Ecosystem-based Approaches for Climate Change Adaptation and Mitigation

In response to growing climate change pressures, ecosystem-based approaches have emerged as a promising strategy to increase the resilience of ecosystems and support sustainable livelihoods. Ecologic Institute and the Environmental Change Institute examined the success factors leading to and obstacles hindering the implementation and integration of such approaches in climate change strategies. The report is available for download.

Background

The concept of an 'ecosystem-based approach' builds on the ecosystem approach. According to the Convention on Biological Diversity (CBD), "the ecosystem approach is a strategy for the integrated management of land, water and living resources that promotes conservation and sustainable use in an equitable way" and which aspires to maintain the natural structure and functioning of ecosystems. Ecosystem-based approaches address the crucial links between climate change, biodiversity and sustainable resource management and thus provide multiple benefits. Implementing such approaches can contribute to both the reduction of greenhouse gas emissions and the enhancement of sinks as well as improve biodiversity conservation, livelihood opportunities and health and recreational benefits. For example, coastal ecosystems such as salt marshes and barrier beaches provide natural shoreline protection from storms and flooding; urban green spaces reduce the urban-heat island effect and improve air quality; rewetted (formerly drained) peatland areas avoid greenhouse gas (GHG) emissions; and afforestation with native species help forests to adapt to climate change.

Objectives

The results of this study will include evidence on the cost-effectiveness of ecosystem-based approaches as well as other related factors, such as obstacles to implementation.
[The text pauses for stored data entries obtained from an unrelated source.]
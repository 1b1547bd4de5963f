// src/common/message.rs

//! SmartBus message codec.
//!
//! Every message starts with a 7-byte header:
//! - CONTROLLER ID (4 bytes, LE)
//! - MODULE ID (1 byte, 0xFF = broadcast)
//! - TYPE (2 bytes, LE)
//!
//! followed by a payload whose shape is fixed by the type. Decoding never
//! fails: a buffer too short for the header yields a zeroed `Unknown` message,
//! and payload reads past the end yield defaults. Callers branch on
//! [`Message::kind`] before trusting any payload offset; the typed decoders
//! below do that for them.

use super::address::ModuleId;
use super::anydata::AnyData;
use super::event::{Event, EventType};
use super::wire::{push_le, read_at, WireValue};
use alloc::string::String;
use alloc::vec::Vec;
use core::time::Duration;
use log::debug;

/// Size of the message header in bytes.
pub const HEADER_SIZE: usize = 4 + 1 + 2;

/// Size of the `OnlineModulesList` bitmask (one bit per module address).
pub const ONLINE_MASK_LEN: usize = 32;

/// Message type codes. The numeric order is part of the wire contract.
#[derive(Debug, Copy, Clone, Eq, PartialEq, Hash, Default)]
#[repr(u16)]
pub enum MessageType {
    #[default]
    Unknown = 0,
    Event,
    Scan,
    ScanResponse,
    Ping,
    Pong,
    BroadcastSlotRegister,
    ObserveSlotRegister,
    BroadcastSlotData,
    ObserveSlotData,
    AnyDataBroadcast,
    AnyDataRequest,
    AnyDataResponse,
    EventRequest,
    EventResponse,
    ConfigurationRequest,
    ConfigurationResponse,
    ConfigurationSlotRequest,
    ConfigurationSlotResponse,
    SaveConfigurationSlot,
    ConfigurationSlotSaved,
    RegistrationRequest,
    RegistrationResult,
    OnlineModulesList,
}

impl MessageType {
    /// Every type, indexed by wire code.
    pub const ALL: [MessageType; 24] = [
        MessageType::Unknown,
        MessageType::Event,
        MessageType::Scan,
        MessageType::ScanResponse,
        MessageType::Ping,
        MessageType::Pong,
        MessageType::BroadcastSlotRegister,
        MessageType::ObserveSlotRegister,
        MessageType::BroadcastSlotData,
        MessageType::ObserveSlotData,
        MessageType::AnyDataBroadcast,
        MessageType::AnyDataRequest,
        MessageType::AnyDataResponse,
        MessageType::EventRequest,
        MessageType::EventResponse,
        MessageType::ConfigurationRequest,
        MessageType::ConfigurationResponse,
        MessageType::ConfigurationSlotRequest,
        MessageType::ConfigurationSlotResponse,
        MessageType::SaveConfigurationSlot,
        MessageType::ConfigurationSlotSaved,
        MessageType::RegistrationRequest,
        MessageType::RegistrationResult,
        MessageType::OnlineModulesList,
    ];

    pub fn from_u16(value: u16) -> Option<Self> {
        Self::ALL.get(usize::from(value)).copied()
    }

    #[inline]
    pub const fn code(self) -> u16 {
        self as u16
    }

    /// Types whose payload is the slot-data layout.
    pub const fn carries_slot_data(self) -> bool {
        matches!(
            self,
            MessageType::BroadcastSlotData | MessageType::AnyDataBroadcast | MessageType::AnyDataResponse
        )
    }
}

/// Encodes a header followed by `payload`.
pub fn encode(controller_id: u32, module_id: ModuleId, kind: MessageType, payload: &[u8]) -> Vec<u8> {
    let mut raw = Vec::with_capacity(HEADER_SIZE + payload.len());
    push_le(&mut raw, controller_id);
    raw.push(module_id.as_u8());
    push_le(&mut raw, kind.code());
    raw.extend_from_slice(payload);
    raw
}

/// `ScanResponse` payload.
#[derive(Debug, Clone, PartialEq, Eq)]
pub struct ScanInfo {
    pub name: String,
    pub broadcast_slots: u8,
    pub observe_slots: u8,
}

/// Slot-data payload shared by `BroadcastSlotData`, `AnyDataBroadcast` and
/// `AnyDataResponse`. `data_type` stays a raw code so an unknown type can be
/// reported by whoever applies it.
#[derive(Debug, Clone, PartialEq, Eq)]
pub struct SlotPayload {
    pub slot_id: u16,
    pub data_type: u16,
    pub has_data: bool,
    pub data: Vec<u8>,
}

/// A decoded message. Owns its raw bytes (header included); cloning is a deep copy.
#[derive(Debug, Clone, PartialEq, Eq, Default)]
pub struct Message {
    pub controller_id: u32,
    pub module_id: ModuleId,
    pub kind: MessageType,
    raw: Vec<u8>,
}
// src/module/mod.rs

//! Bus slave.
//!
//! A [`SmartModule`] never talks first. Each [`SmartModule::update`] polls its
//! transport, handles at most one request addressed to it and answers on the
//! same transport. Changes to its broadcast slots are queued as events until
//! the controller asks for them.

use crate::common::{
    address::ModuleId,
    anydata::{AnyData, AnyDataTimer, SlotObserver},
    error::BusError,
    hal_traits::{Clock, LifecycleHooks, Storage},
    message::{Message, MessageType},
    storage::{read_value, write_value, CONTROLLER_ID_ADDRESS},
    types::DataType,
};
use crate::transport::Transport;
use alloc::rc::Rc;
use alloc::string::String;
use alloc::vec::Vec;
use core::time::Duration;
use log::{debug, info, trace, warn};

mod events;

pub use events::EventQueue;

/// Represents a SmartBus module (bus slave).
pub struct SmartModule<T, S, C, H = ()> {
    id: ModuleId,
    name: String,
    controller_id: Option<u32>,
    transport: T,
    storage: S,
    clock: C,
    hooks: H,
    broadcast_slots: Vec<AnyData>,
    observe_slots: Vec<AnyDataTimer>,
    events: Rc<EventQueue>,
    registration_deadline: Option<Duration>,
}

impl<T, S, C, H> SmartModule<T, S, C, H>
where
    T: Transport,
    S: Storage,
    C: Clock,
    H: LifecycleHooks,
{
    pub fn new(name: &str, id: ModuleId, transport: T, storage: S, clock: C, hooks: H) -> Self {
        SmartModule {
            id,
            name: String::from(name),
            controller_id: None,
            transport,
            storage,
            clock,
            hooks,
            broadcast_slots: Vec::new(),
            observe_slots: Vec::new(),
            events: Rc::new(EventQueue::new(id)),
            registration_deadline: None,
        }
    }

    /// Recalls the controller this module was registered with and starts the
    /// transport.
    pub fn begin(&mut self) -> Result<(), BusError> {
        if let Some(saved) = read_value::<u32, _>(&mut self.storage, CONTROLLER_ID_ADDRESS) {
            info!("module {}: bound to controller {}", self.id, saved);
            self.controller_id = Some(saved);
        }
        self.transport.begin()
    }

    /// Binds the module to `controller_id` without a registration exchange.
    pub fn link_to_controller(&mut self, controller_id: u32) {
        self.controller_id = Some(controller_id);
        write_value(&mut self.storage, CONTROLLER_ID_ADDRESS, controller_id);
    }

    /// Declares a slot this module publishes. Its index is the declaration order.
    pub fn broadcast(&mut self, kind: DataType, slot_id: u16) -> &mut AnyData {
        let mut slot = AnyData::new(kind, slot_id);
        slot.set_observer(Some(self.events.clone() as Rc<dyn SlotObserver>));
        self.broadcast_slots.push(slot);
        let last = self.broadcast_slots.len() - 1;
        &mut self.broadcast_slots[last]
    }

    /// Declares a slot of another module this one wants to receive every
    /// `frequency`. With a `timeout`, the value is reset when nothing arrives
    /// for that long.
    pub fn observe(&mut self, kind: DataType, slot_id: u16, frequency: Duration, timeout: Option<Duration>) {
        self.observe_slots
            .push(AnyDataTimer::new(AnyData::new(kind, slot_id), frequency, timeout));
    }

    pub fn slot(&self, slot_id: u16) -> Option<&AnyData> {
        self.broadcast_slots.iter().find(|s| s.id() == slot_id)
    }

    /// Published slot, for the application to store new readings in.
    pub fn slot_mut(&mut self, slot_id: u16) -> Option<&mut AnyData> {
        self.broadcast_slots.iter_mut().find(|s| s.id() == slot_id)
    }

    /// Latest value received for an observed slot.
    pub fn observed(&self, slot_id: u16) -> Option<&AnyData> {
        self.observe_slots.iter().map(|t| &t.data).find(|s| s.id() == slot_id)
    }

    /// Accepts the next `RegistrationRequest` for `timeout`.
    pub fn start_registration(&mut self, timeout: Duration) {
        info!("module {}: registration mode for {:?}", self.id, timeout);
        self.registration_deadline = Some(self.clock.uptime() + timeout);
    }

    pub fn is_registering(&self) -> bool {
        self.registration_deadline.is_some()
    }

    pub fn id(&self) -> ModuleId {
        self.id
    }

    pub fn name(&self) -> &str {
        &self.name
    }

    pub fn controller_id(&self) -> Option<u32> {
        self.controller_id
    }

    pub fn pending_events(&self) -> usize {
        self.events.len()
    }

    pub fn hooks(&self) -> &H {
        &self.hooks
    }

    pub fn storage(&self) -> &S {
        &self.storage
    }

    pub fn update(&mut self) {
        self.transport.update();

        let now = self.clock.uptime();
        for timer in self.observe_slots.iter_mut() {
            timer.check(now);
        }

        if let Some(deadline) = self.registration_deadline {
            if now >= deadline {
                info!("module {}: registration mode expired", self.id);
                self.registration_deadline = None;
                self.hooks.registration(false);
            }
        }

        let message = match self.transport.read().map(Message::decode) {
            Some(message) => message,
            None => return,
        };
        self.transport.wipe();
        self.handle(message);
    }

    fn handle(&mut self, message: Message) {
        if message.kind == MessageType::RegistrationRequest {
            self.handle_registration(&message);
            return;
        }

        let controller_id = match self.controller_id {
            Some(id) => id,
            None => {
                trace!("module {}: not registered, ignoring {:?}", self.id, message.kind);
                return;
            }
        };
        if message.controller_id != controller_id || !message.module_id.reaches(self.id) {
            return;
        }

        // Broadcast requests are never answered, several modules would talk at once.
        let unicast = message.module_id == self.id;

        match message.kind {
            MessageType::Scan if unicast => {
                let broadcast = u8::try_from(self.broadcast_slots.len()).unwrap_or(u8::MAX);
                let observe = u8::try_from(self.observe_slots.len()).unwrap_or(u8::MAX);
                let reply = Message::scan_response(controller_id, self.id, &self.name, broadcast, observe);
                self.reply(reply);
            }

            MessageType::Ping if unicast => self.reply(Message::pong(controller_id, self.id)),

            MessageType::BroadcastSlotRegister if unicast => {
                let reply = message
                    .slot_index()
                    .and_then(|i| self.broadcast_slots.get(usize::from(i)))
                    .map(|slot| Message::broadcast_slot_data(controller_id, self.id, slot));
                match reply {
                    Some(reply) => self.reply(reply),
                    None => warn!("module {}: no broadcast slot {:?}", self.id, message.slot_index()),
                }
            }

            MessageType::ObserveSlotRegister if unicast => {
                let reply = message
                    .slot_index()
                    .and_then(|i| self.observe_slots.get(usize::from(i)))
                    .map(|t| Message::observe_slot_data(controller_id, self.id, t.data.id(), t.frequency()));
                match reply {
                    Some(reply) => self.reply(reply),
                    None => warn!("module {}: no observe slot {:?}", self.id, message.slot_index()),
                }
            }

            MessageType::AnyDataRequest if unicast => {
                let slot_id = match message.slot_id() {
                    Some(slot_id) => slot_id,
                    None => return,
                };
                let id = self.id;
                let reply = self.slot_mut(slot_id).map(|slot| {
                    slot.clear_trigger();
                    Message::any_data_response(controller_id, id, slot)
                });
                match reply {
                    Some(reply) => self.reply(reply),
                    None => warn!("module {}: no broadcast slot with ID {}", self.id, slot_id),
                }
            }

            MessageType::EventRequest if unicast => {
                let event = self.events.pop();
                self.reply(Message::event_response(controller_id, self.id, event.as_ref()));
            }

            MessageType::AnyDataBroadcast => self.update_observed(&message),

            kind => debug!("module {}: {:?} not handled", self.id, kind),
        }
    }

    fn handle_registration(&mut self, message: &Message) {
        if self.registration_deadline.is_none() {
            trace!("module {}: registration request outside registration mode", self.id);
            return;
        }

        info!("module {}: registered with controller {}", self.id, message.controller_id);
        self.registration_deadline = None;
        self.link_to_controller(message.controller_id);
        self.reply(Message::registration_result(message.controller_id, self.id));
        self.hooks.registration(true);
    }

    fn update_observed(&mut self, message: &Message) {
        let payload = match message.slot_data() {
            Some(payload) => payload,
            None => return,
        };
        let now = self.clock.uptime();
        let timer = match self.observe_slots.iter_mut().find(|t| t.data.id() == payload.slot_id) {
            Some(timer) => timer,
            None => {
                trace!("module {}: slot {} not observed here", self.id, payload.slot_id);
                return;
            }
        };

        let kind = match DataType::from_u16(payload.data_type) {
            Some(kind) => kind,
            None => {
                warn!("module {}: slot {} has unknown type {}", self.id, payload.slot_id, payload.data_type);
                return;
            }
        };

        if !payload.has_data {
            timer.data.reset();
            return;
        }
        if let Err(e) = timer.feed(kind, &payload.data, now) {
            warn!("module {}: observed slot {} rejected: {}", self.id, payload.slot_id, e);
        }
    }

    fn reply(&mut self, message: Message) {
        if let Err(e) = self.transport.write(message.as_bytes()) {
            warn!("module {}: sending {:?} failed: {}", self.id, message.kind, e);
        }
    }
}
The findings will help to enhance the integration of ecosystem-based approaches in policies and strategies relevant for climate change at different spatial levels, raise awareness of the multiple benefits provided by such approaches and support the development of the post-2010 Biodiversity Policy and Strategy on Green Infrastructure.

Methodology

Several tasks will be involved in this study, including:

  • Producing a literature review of current examples of development and the use of ecosystem-based approaches to climate change mitigation and adaptation in Europe;
  • Assessing the extent to which identified adaptation strategies from throughout Europe consider ecosystem-based approaches, identifying the obstacles preventing this integration and recommending ways to overcome these obstacles; and
  • Conducting a cost-benefit analysis for 5 case studies with high biodiversity relevance, comparing traditional engineered approaches with ecosystem-based approaches.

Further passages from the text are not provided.